Meaning not only will the LettuceBot thin a field quicker than its human counter parts, but by ultimately making better choices, the goal is for it to leave more viable lettuce in the field. So instead of a crew of ten people out manually thinning a field, there’s a crew of one or two operating the LettuceBot.
“It’s kind of the starting point of introducing commercial smart machines into agriculture,” says David Slaughter, a professor at UC Davis who has more two decades of experience in the area of sensors and automation in agriculture.
“Blue River is one example that we’re hoping will expand to do more of taking the menial tasks away. So that people can do higher level jobs of managing machines that do menial tasks. Rather than the people having to do the menial tasks,” Slaughter continues.
“There aren’t currently a lot of intelligent machines in agriculture because it’s really still a very challenging outdoor environment,” says Slaughter. Challenges like rain and unstable ground. But start-ups like Blue River are already solving some these problems.

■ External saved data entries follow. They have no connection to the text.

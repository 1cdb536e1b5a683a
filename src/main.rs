use std::sync::Arc;

use clap::Parser;
use log::{error, info};
use winit::{
    application::ApplicationHandler,
    event::*,
    event_loop::{ActiveEventLoop, EventLoop},
    keyboard::{KeyCode, PhysicalKey},
    window::{CursorIcon, Window, WindowId},
};

use bubble_pop::cli::Cli;
use bubble_pop::config::SceneConfig;
use bubble_pop::frame::FrameClock;
use bubble_pop::game::{PopGame, SessionEvent};
use bubble_pop::input::Viewport;
use bubble_pop::interaction::Interaction;
use bubble_pop::renderer::{HudOverlay, SceneRenderer, Tunables};
use bubble_pop::scene::Scene;
use bubble_pop::Camera;

const FPS_UPDATE_INTERVAL: f32 = 1.0;
const INITIAL_WINDOW_WIDTH: u32 = 1024;
const INITIAL_WINDOW_HEIGHT: u32 = 768;

type Result<T> = std::result::Result<T, Box<dyn std::error::Error>>;

struct App {
    config: SceneConfig,
    show_hud: bool,
    window: Option<Arc<Window>>,
    renderer: Option<SceneRenderer>,
    camera: Camera,
    scene: Scene,
    interaction: Interaction,
    game: Option<PopGame>,
    game_over: Option<u32>,
    viewport: Viewport,
    tunables: Tunables,
    rng: rand::rngs::ThreadRng,
    frame_clock: FrameClock,
    frame_count: u32,
    fps: f32,
    fps_update_timer: f32,
}

impl App {
    fn new(config: SceneConfig, no_ui: bool) -> Self {
        let mut rng = rand::thread_rng();
        let scene = Scene::build(&config, &mut rng);

        let viewport = Viewport::new(INITIAL_WINDOW_WIDTH, INITIAL_WINDOW_HEIGHT);
        let mut camera = Camera::new(
            config.fov_degrees,
            viewport.aspect(),
            config.min_camera_distance,
            config.max_camera_distance,
        );
        camera.parallax_scale = config.parallax_scale;

        let game = config
            .variant
            .interactive()
            .then(|| PopGame::new(config.session_seconds));

        let tunables = Tunables {
            rise_speed: config.rise_speed,
            parallax_scale: config.parallax_scale,
            fog_near: config.fog_near,
            fog_far: config.fog_far,
        };

        Self {
            show_hud: !no_ui && config.variant.interactive(),
            config,
            window: None,
            renderer: None,
            camera,
            scene,
            interaction: Interaction::new(),
            game,
            game_over: None,
            viewport,
            tunables,
            rng,
            frame_clock: FrameClock::new(),
            frame_count: 0,
            fps: 0.0,
            fps_update_timer: 0.0,
        }
    }

    fn update_fps(&mut self, delta: f32) {
        self.frame_count += 1;
        self.fps_update_timer += delta;

        if self.fps_update_timer >= FPS_UPDATE_INTERVAL {
            self.fps = self.frame_count as f32 / self.fps_update_timer;
            self.frame_count = 0;
            self.fps_update_timer = 0.0;
        }
    }

    /// A click or touch-move pop attempt, applied against the pick from the
    /// most recently completed frame.
    fn trigger(&mut self) {
        if let Some(game) = &mut self.game {
            game.trigger(
                self.interaction.last_pick(),
                &mut self.scene.bubbles,
                &mut self.rng,
            );
        }
    }

    fn restart(&mut self) {
        if let Some(game) = &mut self.game {
            game.restart(&mut self.scene.bubbles, &mut self.rng);
        }
        self.game_over = None;
    }

    fn apply_tunables(&mut self) {
        self.scene.bubbles.set_rise_speed(self.tunables.rise_speed);
        self.camera.parallax_scale = self.tunables.parallax_scale;
        self.scene.fog.near = self.tunables.fog_near;
        self.scene.fog.far = self.tunables.fog_far;
    }

    fn redraw(&mut self) {
        let frame = self.frame_clock.tick();
        self.update_fps(frame.delta);

        if self.config.variant.debug_controls() {
            self.apply_tunables();
        }

        self.scene.animate(frame.delta);

        if let Some(game) = &mut self.game {
            if let Some(SessionEvent::Finished { final_score }) = game.advance(frame.delta) {
                self.game_over = Some(final_score);
            }
        }

        self.camera.apply_parallax(self.interaction.pointer.state());

        if self.config.variant.interactive() {
            self.interaction.frame_pick(&self.camera, &self.scene.bubbles);
            if let Some(window) = &self.window {
                let icon = if self.interaction.is_hovering() {
                    CursorIcon::Pointer
                } else {
                    CursorIcon::Default
                };
                window.set_cursor(icon);
            }
        }

        let (score, remaining_seconds) = self
            .game
            .as_ref()
            .map(|g| (g.session.score, g.session.remaining_seconds))
            .unwrap_or((0, 0));

        let hud = HudOverlay {
            show_hud: self.show_hud,
            score,
            remaining_seconds,
            fps: self.fps,
            game_over: self.game_over,
            tunables: self
                .config
                .variant
                .debug_controls()
                .then_some(&mut self.tunables),
        };

        let result = match (&mut self.renderer, &self.window) {
            (Some(renderer), Some(window)) => {
                renderer.render(&self.camera, window, &self.scene, frame.time, hud)
            }
            _ => return,
        };

        match result {
            Ok(actions) => {
                if actions.restart {
                    self.restart();
                }
            }
            Err(e) => error!("render error: {}", e),
        }
    }
}

impl ApplicationHandler for App {
    fn resumed(&mut self, event_loop: &ActiveEventLoop) {
        if self.window.is_none() {
            let window = match event_loop.create_window(
                Window::default_attributes()
                    .with_title("Bubble Pop")
                    .with_inner_size(winit::dpi::LogicalSize::new(
                        INITIAL_WINDOW_WIDTH,
                        INITIAL_WINDOW_HEIGHT,
                    )),
            ) {
                Ok(w) => Arc::new(w),
                Err(e) => {
                    error!("failed to create window: {}", e);
                    event_loop.exit();
                    return;
                }
            };

            let renderer = match pollster::block_on(SceneRenderer::new(window.clone(), &self.scene))
            {
                Ok(r) => r,
                Err(e) => {
                    error!("failed to initialize renderer: {}", e);
                    event_loop.exit();
                    return;
                }
            };

            let size = window.inner_size();
            self.viewport = Viewport::new(size.width, size.height);
            self.camera.set_viewport(self.viewport);

            self.window = Some(window);
            self.renderer = Some(renderer);
        }
    }

    fn window_event(
        &mut self,
        event_loop: &ActiveEventLoop,
        _window_id: WindowId,
        event: WindowEvent,
    ) {
        // Let egui handle the event first
        if let (Some(renderer), Some(window)) = (&mut self.renderer, &self.window) {
            if renderer.handle_event(window, &event) {
                return;
            }
        }

        match event {
            WindowEvent::CloseRequested
            | WindowEvent::KeyboardInput {
                event:
                    KeyEvent {
                        state: ElementState::Pressed,
                        physical_key: PhysicalKey::Code(KeyCode::Escape),
                        ..
                    },
                ..
            } => event_loop.exit(),
            WindowEvent::Resized(size) => {
                self.viewport = Viewport::new(size.width, size.height);
                self.camera.set_viewport(self.viewport);
                if let Some(renderer) = &mut self.renderer {
                    renderer.resize(size);
                }
            }
            WindowEvent::CursorMoved { position, .. } => {
                self.interaction
                    .on_pointer_move(position.x as f32, position.y as f32, self.viewport);
            }
            WindowEvent::MouseWheel { delta, .. } => {
                let amount = match delta {
                    MouseScrollDelta::LineDelta(_, y) => y,
                    MouseScrollDelta::PixelDelta(p) => p.y as f32 * 0.01,
                };
                self.camera.zoom(amount);
            }
            WindowEvent::MouseInput {
                state: ElementState::Pressed,
                button: MouseButton::Left,
                ..
            } => self.trigger(),
            WindowEvent::Touch(touch) => {
                let point = Some((touch.location.x as f32, touch.location.y as f32));
                match touch.phase {
                    TouchPhase::Started => {
                        self.interaction.on_touch_move(point, self.viewport);
                    }
                    TouchPhase::Moved => {
                        self.interaction.on_touch_move(point, self.viewport);
                        // Any touch movement while intersecting counts as a
                        // pop attempt.
                        self.trigger();
                    }
                    _ => {}
                }
            }
            WindowEvent::RedrawRequested => self.redraw(),
            _ => {}
        }
    }

    fn about_to_wait(&mut self, _event_loop: &ActiveEventLoop) {
        if let Some(window) = &self.window {
            window.request_redraw();
        }
    }
}

fn main() -> Result<()> {
    env_logger::init();

    let cli = Cli::parse();
    let mut config = match &cli.config {
        Some(path) => SceneConfig::load(path)?,
        None => SceneConfig::default(),
    };
    if let Some(variant) = cli.variant {
        config.variant = variant;
    }
    if let Some(duration) = cli.duration {
        config.session_seconds = duration;
    }
    if let Some(bubbles) = cli.bubbles {
        config.bubble_count = bubbles;
    }

    info!(
        "starting {:?} scene: {} bubbles, {} s session",
        config.variant, config.bubble_count, config.session_seconds
    );

    let event_loop = EventLoop::new()?;
    let mut app = App::new(config, cli.no_ui);
    event_loop.run_app(&mut app)?;

    Ok(())
}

In 20 years, Slaughter imagines a farm where we know the latitude and longitude of every seed planted. Then a smart machine will come along, and with biotechnology there will be a way the plants to communicate.
“"I’m thirsty,” or “I need some nitrogen fertilizer”, or “some bugs are attacking me.” So there would be this knowledge transfer,” says Slaughter, “We’re going to be able to essentially give the kind of care that you would give to a plant in your own garden to plants on this mass scale,” said Slaughter.
For now there are more immediate problems. “One of the problems with this lettuce is, it’s red, and red looks like dirt to a camera,” says Ron Yokota of Tanimura and Antle. That’s one of the reasons why he’s still using a hand crew in this lettuce field.
Blue River’s Heraud says they’re working on that. Starting by taking thousands of pictures of red lettuce. And Yokota doesn’t mind the wait.
“People kind of expect things to be overnight. Farmers don’t expect that,” says Yokota.